EXERCISE PROMPT:
Transcribe exactly the lines that fall between the one holding "#[derive(Debug, Deserialize)]" and the one holding "if let Some(mut", inclusive, from the entries below.

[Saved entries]

┏━━

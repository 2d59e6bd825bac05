//! Engine bridge speaking JSON over the stdio of a child process
//!
//! One request per process: the request object is written to stdin, stdin is
//! closed, and a single response object is read from stdout.

use super::{MigrationEngine, MigrationId, PendingMigrationSet, ScaffoldResult};
use crate::error::{MigrateError, Result};
use crate::loader::MigrationConfigurationHandle;
use serde::de::DeserializeOwned;
use serde::{Deserialize, Serialize};
use serde_json::Value;
use std::io::Write;
use std::process::{Command, Stdio};

#[derive(Debug, Serialize)]
#[serde(tag = "operation", rename_all = "snake_case")]
enum EngineRequest<'a> {
    Scaffold {
        configuration: &'a MigrationConfigurationHandle,
        migration_name: &'a str,
    },
    ListPending {
        configuration: &'a MigrationConfigurationHandle,
    },
    Update {
        configuration: &'a MigrationConfigurationHandle,
        target_migration: Option<&'a MigrationId>,
    },
    ScriptUpdate {
        configuration: &'a MigrationConfigurationHandle,
        source_migration: Option<&'a MigrationId>,
        target_migration: Option<&'a MigrationId>,
    },
}

#[derive(Debug, Deserialize)]
#[serde(tag = "status", rename_all = "snake_case")]
enum EngineResponse {
    #[serde(rename = "ok")]
    Success {
        #[serde(default)]
        result: Value,
    },
    NoModelChanges,
    Error {
        message: String,
    },
}

/// Runs the handle's engine command from the project root
#[derive(Debug, Clone, Copy, Default)]
pub struct ProcessEngine;

impl ProcessEngine {
    fn call<T: DeserializeOwned>(
        &self,
        handle: &MigrationConfigurationHandle,
        request: &EngineRequest<'_>,
    ) -> Result<T> {
        let payload = serde_json::to_vec(request)
            .map_err(|e| MigrateError::Engine(format!("Failed to encode engine request: {}", e)))?;

        let engine = &handle.engine;
        log::debug!("Running engine: {} {}", engine.command, engine.args.join(" "));

        let mut child = Command::new(&engine.command)
            .args(&engine.args)
            .current_dir(&handle.project_root)
            .stdin(Stdio::piped())
            .stdout(Stdio::piped())
            .stderr(Stdio::piped())
            .spawn()
            .map_err(|e| {
                MigrateError::Engine(format!("Failed to start engine '{}': {}", engine.command, e))
            })?;

        if let Some(mut stdin) = child.stdin.take() {
            // an engine that exits without reading still gets its answer parsed
            if let Err(e) = stdin.write_all(&payload) {
                log::debug!("Engine closed stdin early: {}", e);
            }
        }

        let output = child.wait_with_output()?;
        let stdout = String::from_utf8_lossy(&output.stdout);
        let stderr = String::from_utf8_lossy(&output.stderr);

        let response: EngineResponse = match serde_json::from_str(stdout.trim()) {
            Ok(response) => response,
            Err(e) => {
                let message = if stderr.trim().is_empty() {
                    format!("Engine exited with {} and no readable response: {}", output.status, e)
                } else {
                    stderr.trim().to_string()
                };
                return Err(MigrateError::Engine(message));
            }
        };

        if !stderr.trim().is_empty() {
            log::debug!("Engine stderr: {}", stderr.trim());
        }

        match response {
            EngineResponse::Success { result } => serde_json::from_value(result)
                .map_err(|e| MigrateError::Engine(format!("Unexpected engine result: {}", e))),
            EngineResponse::NoModelChanges => Err(MigrateError::NoModelChanges),
            EngineResponse::Error { message } => Err(MigrateError::Engine(message)),
        }
    }
}

impl MigrationEngine for ProcessEngine {
    fn scaffold(&self, handle: &MigrationConfigurationHandle, name: &str) -> Result<ScaffoldResult> {
        self.call(
            handle,
            &EngineRequest::Scaffold {
                configuration: handle,
                migration_name: name,
            },
        )
    }

    fn list_pending(&self, handle: &MigrationConfigurationHandle) -> Result<PendingMigrationSet> {
        self.call(handle, &EngineRequest::ListPending { configuration: handle })
    }

    fn update(&self, handle: &MigrationConfigurationHandle, target: Option<&MigrationId>) -> Result<()> {
        self.call(
            handle,
            &EngineRequest::Update {
                configuration: handle,
                target_migration: target,
            },
        )
    }

    fn script_update(
        &self,
        handle: &MigrationConfigurationHandle,
        source: Option<&MigrationId>,
        target: Option<&MigrationId>,
    ) -> Result<String> {
        self.call(
            handle,
            &EngineRequest::ScriptUpdate {
                configuration: handle,
                source_migration: source,
                target_migration: target,
            },
        )
    }
}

┗━━

COMPLETED TASK:
#[derive(Debug, Deserialize)]
#[serde(tag = "status", rename_all = "snake_case")]
enum EngineResponse {
    #[serde(rename = "ok")]
    Success {
        #[serde(default)]
        result: Value,
    },
    NoModelChanges,
    Error {
        message: String,
    },
}

/// Runs the handle's engine command from the project root
#[derive(Debug, Clone, Copy, Default)]
pub struct ProcessEngine;

impl ProcessEngine {
    fn call<T: DeserializeOwned>(
        &self,
        handle: &MigrationConfigurationHandle,
        request: &EngineRequest<'_>,
    ) -> Result<T> {
        let payload = serde_json::to_vec(request)
            .map_err(|e| MigrateError::Engine(format!("Failed to encode engine request: {}", e)))?;

        let engine = &handle.engine;
        log::debug!("Running engine: {} {}", engine.command, engine.args.join(" "));

        let mut child = Command::new(&engine.command)
            .args(&engine.args)
            .current_dir(&handle.project_root)
            .stdin(Stdio::piped())
            .stdout(Stdio::piped())
            .stderr(Stdio::piped())
            .spawn()
            .map_err(|e| {
                MigrateError::Engine(format!("Failed to start engine '{}': {}", engine.command, e))
            })?;

        if let Some(mut stdin) = child.stdin.take() {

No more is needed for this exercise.